I make a lot of cookies during the holiday season, which officially starts right after Thanksgiving. I sometimes try new things that sound interesting, but don’t taste nearly as good as I might have imagined. This leads to my typical effort to make the tried-and-true classics in the final days leading up to Christmas with sometimes mixed results.
My mom always made Biscotti Regina, which translates from Italian to the “Queen’s cookie” and is a popular sesame seed cookie you find in most Italian bakeries. She also made Russian tea cakes, which are very similar to Mexican wedding cookies and bourbon balls. Sugar cookies were another item on the list, never frosted, but decorated with just a smattering of sprinkled colorful sugar.
Admittedly, I have never mastered the plain, but surprisingly challenging sugar cookie. My aunt Betty was the queen of this cookie. I still dream about her thin, crisp, and slightly sweet cookies. I could eat an entire plate and barely feel full. I wish I could have taken the time to watch her make them, so I could perfect the recipe, but alas, I did not.

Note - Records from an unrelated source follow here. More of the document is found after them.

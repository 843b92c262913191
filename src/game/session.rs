//! # Session Module
//!
//! The movement controller: one value owning the current board, the player,
//! and every rule that mutates them.
//!
//! All mutation goes through the `attempt_*` operations. Each call is
//! all-or-nothing: a rejected request returns an error and leaves the
//! session exactly as it was. Nothing in here is clock-driven; the embedding
//! loop decides when moves are attempted and when stamina ticks.

use crate::{
    config, ActionOutcome, AttackKind, Board, Direction, IsleError, IsleResult, PlayerCharacter,
    Position, SessionSnapshot,
};
use rand::{rngs::StdRng, Rng, SeedableRng};

/// One running game.
///
/// Owns the current area's board, the player, and the seeded random source
/// every chance-based rule draws from. Identical seeds give identical random
/// sequences, so a scripted session replays exactly.
///
/// # Examples
///
/// ```
/// use islebound::{ActionOutcome, Direction, GameSession, Position};
///
/// let mut session = GameSession::new(7).expect("standard island builds");
/// let outcome = session.attempt_move(Direction::Right).expect("player is alive");
/// assert_eq!(
///     outcome,
///     ActionOutcome::Moved {
///         to: Position::new(2, 1),
///         facing: Direction::Right,
///     }
/// );
/// ```
#[derive(Debug)]
pub struct GameSession {
    pub board: Board,
    pub player: PlayerCharacter,
    pub current_area: u32,
    pub seed: u64,
    rng: StdRng,
}

impl GameSession {
    /// Starts a fresh session on the standard island.
    pub fn new(seed: u64) -> IsleResult<Self> {
        let board = Board::new(config::BOARD_WIDTH, config::BOARD_HEIGHT)?;
        Ok(Self::with_board(board, seed))
    }

    /// Starts a session on a caller-supplied board.
    ///
    /// The player starts at the standard spawn tile regardless of the
    /// layout; callers that want them elsewhere set `player.position`
    /// directly.
    pub fn with_board(board: Board, seed: u64) -> Self {
        Self {
            board,
            player: PlayerCharacter::spawn(),
            current_area: 0,
            seed,
            rng: StdRng::seed_from_u64(seed),
        }
    }

    /// Attempts to move the player by an explicit vector.
    ///
    /// Only the four unit steps are legal requests; anything else is
    /// rejected with [`IsleError::InvalidMoveVector`] before any state is
    /// read. A legal step resolves, in order:
    ///
    /// 1. Destination off the board: [`ActionOutcome::Held`], nothing
    ///    changes and no redraw is owed.
    /// 2. Destination is Water: the player dies where they stood. Position
    ///    and facing stay put; only health drops to zero.
    /// 3. Otherwise the player steps there and faces the way they moved.
    ///    Landing on the ship immediately travels to the next area.
    pub fn attempt_move_by(&mut self, dx: i32, dy: i32) -> IsleResult<ActionOutcome> {
        self.ensure_alive()?;
        if !matches!((dx, dy), (1, 0) | (-1, 0) | (0, 1) | (0, -1)) {
            return Err(IsleError::InvalidMoveVector { dx, dy });
        }

        let target = self.player.position.offset(dx, dy);
        if !self.board.contains(target) {
            return Ok(ActionOutcome::Held);
        }

        let tile = self.board.tile_at(target)?;
        if tile.is_lethal() {
            self.player.kill();
            return Ok(ActionOutcome::Drowned {
                at: self.player.position,
            });
        }

        self.player.position = target;
        if let Some(facing) = Direction::from_move(dx, dy) {
            self.player.facing = facing;
        }

        if tile.is_portal() {
            return self.transition_area();
        }

        Ok(ActionOutcome::Moved {
            to: target,
            facing: self.player.facing,
        })
    }

    /// Attempts to move the player one step in the given direction.
    pub fn attempt_move(&mut self, direction: Direction) -> IsleResult<ActionOutcome> {
        let delta = direction.delta();
        self.attempt_move_by(delta.x, delta.y)
    }

    /// Jump stub: reports the action and the current facing.
    pub fn attempt_jump(&mut self) -> IsleResult<ActionOutcome> {
        self.ensure_alive()?;
        Ok(ActionOutcome::Jumped {
            facing: self.player.facing,
        })
    }

    /// Dash stub: reports the action and the current facing.
    pub fn attempt_dash(&mut self) -> IsleResult<ActionOutcome> {
        self.ensure_alive()?;
        Ok(ActionOutcome::Dashed {
            facing: self.player.facing,
        })
    }

    /// Raises a block that holds half the time.
    ///
    /// Each attempt is an independent fair draw from the session's random
    /// source; nothing biases consecutive attempts.
    pub fn attempt_block(&mut self) -> IsleResult<ActionOutcome> {
        self.ensure_alive()?;
        let success = self.rng.gen_bool(0.5);
        Ok(ActionOutcome::Blocked { success })
    }

    /// Attack stub: reports the kind attempted and the current facing.
    pub fn attempt_attack(&mut self, kind: AttackKind) -> IsleResult<ActionOutcome> {
        self.ensure_alive()?;
        Ok(ActionOutcome::Attacked {
            kind,
            facing: self.player.facing,
        })
    }

    /// Travels to the next area.
    ///
    /// The whole board is replaced with a fresh standard island (whatever
    /// the previous layout was) and the player is re-seated at the spawn
    /// tile. Facing, health, stamina and the combat flags all survive the
    /// crossing. Any outstanding copy of the old board is stale once this
    /// returns.
    pub fn transition_area(&mut self) -> IsleResult<ActionOutcome> {
        self.ensure_alive()?;
        self.board = Board::new(config::BOARD_WIDTH, config::BOARD_HEIGHT)?;
        self.player
            .respawn_at(Position::new(config::PLAYER_SPAWN_X, config::PLAYER_SPAWN_Y));
        self.current_area += 1;
        Ok(ActionOutcome::Traveled {
            area: self.current_area,
        })
    }

    /// Applies one passive stamina regeneration tick.
    ///
    /// Driven by the embedding loop on its own cadence
    /// ([`config::STAMINA_TICK_SECS`] in the demo). Unlike the player-intent
    /// operations this is a silent no-op once the player is dead.
    pub fn tick_stamina(&mut self) {
        if self.player.is_alive() {
            self.player.regenerate_stamina();
        }
    }

    /// Captures the portable state of this session.
    ///
    /// The board is deliberately absent: every area uses the standard
    /// layout, so a restore rebuilds it from the area id alone.
    pub fn snapshot(&self) -> SessionSnapshot {
        SessionSnapshot::capture(&self.player, self.current_area)
    }

    /// Rebuilds a session from a snapshot.
    ///
    /// The standard board is reconstructed and the random source re-seeded;
    /// a snapshot of a dead player restores to a dead (read-only) session.
    pub fn restore(snapshot: &SessionSnapshot, seed: u64) -> IsleResult<Self> {
        let board = Board::new(config::BOARD_WIDTH, config::BOARD_HEIGHT)?;
        Ok(Self {
            board,
            player: snapshot.player.clone(),
            current_area: snapshot.current_area,
            seed,
            rng: StdRng::seed_from_u64(seed),
        })
    }

    fn ensure_alive(&self) -> IsleResult<()> {
        if self.player.is_alive() {
            Ok(())
        } else {
            Err(IsleError::PlayerDead)
        }
    }
}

For my own cookies and treats, I always make pignoli cookies, which are made with pine nuts and almond paste; rainbow cookies, which are thin cakes layered together and sandwiched with raspberry jam and encased in chocolate; and homemade fudge – sometimes plain or sometimes with walnuts. The other cookies tend to be whatever suits my fancy for a given year. Last year, I made rugelach, which is a popular filled, baked creation popular in Jewish communities. I fell in love with rugelach in New York when my husband and I went to Zabar’s in the Upper West Side, and I tried the apricot filled treats. They are actually not exceedingly difficult to make and taste so delicious. They look like mini croissants and are usually made with cream cheese in the dough.
This week I made some cookies I saw in a recent edition of Bon Appetit magazine, including a diagonal jam bar and a tiramisu snowball, which has a coffee and mascarpone combination. I also made coconut pecan biscotti and chocolate rugelach. Finally, I decided to make Ina Garten’s chocolate dipped brown sugar shortbread cookies, which are very similar to a Milano cookie from Pepperidge Farms and are encased in chopped pecans!
Earlier in the season, I made chai snickerdoodles, which turned out great and were based on a visit I made with my friend Michelle to our local bakery, Black Market Bakers, where I devoured a HUGE cookie billed as the same flavor and loved it. Less popular in our household was an attempt at making a pink peppercorn and black sesame shortbread bathed in dark chocolate. John was not a fan and Luke said it would have been “terrible” if not for the chocolate. Not everything is successful!
To me, there is nothing better than the warmth of the oven and the smell of cinnamon and sugar throughout the house. It reminds me of happy times growing up and the many traditions we had as a family. Living as we did overseas during my childhood, I don’t recall there being an emphasis on cookies. In the UK, we had trifle for dessert, which I still make each year, but the cookies were always shortbread, a very rich buttery cookie that can sometimes be dipped in chocolate.
The one thing I have decided to make that I hope will be a nice surprise for my mom is a Cassata Alla Siciliana cake. This was the cake my mom always served for my birthday, and I know she made it from scratch and described it as a pain. Hopefully, mine is as good as her cake was! I guess we will find out!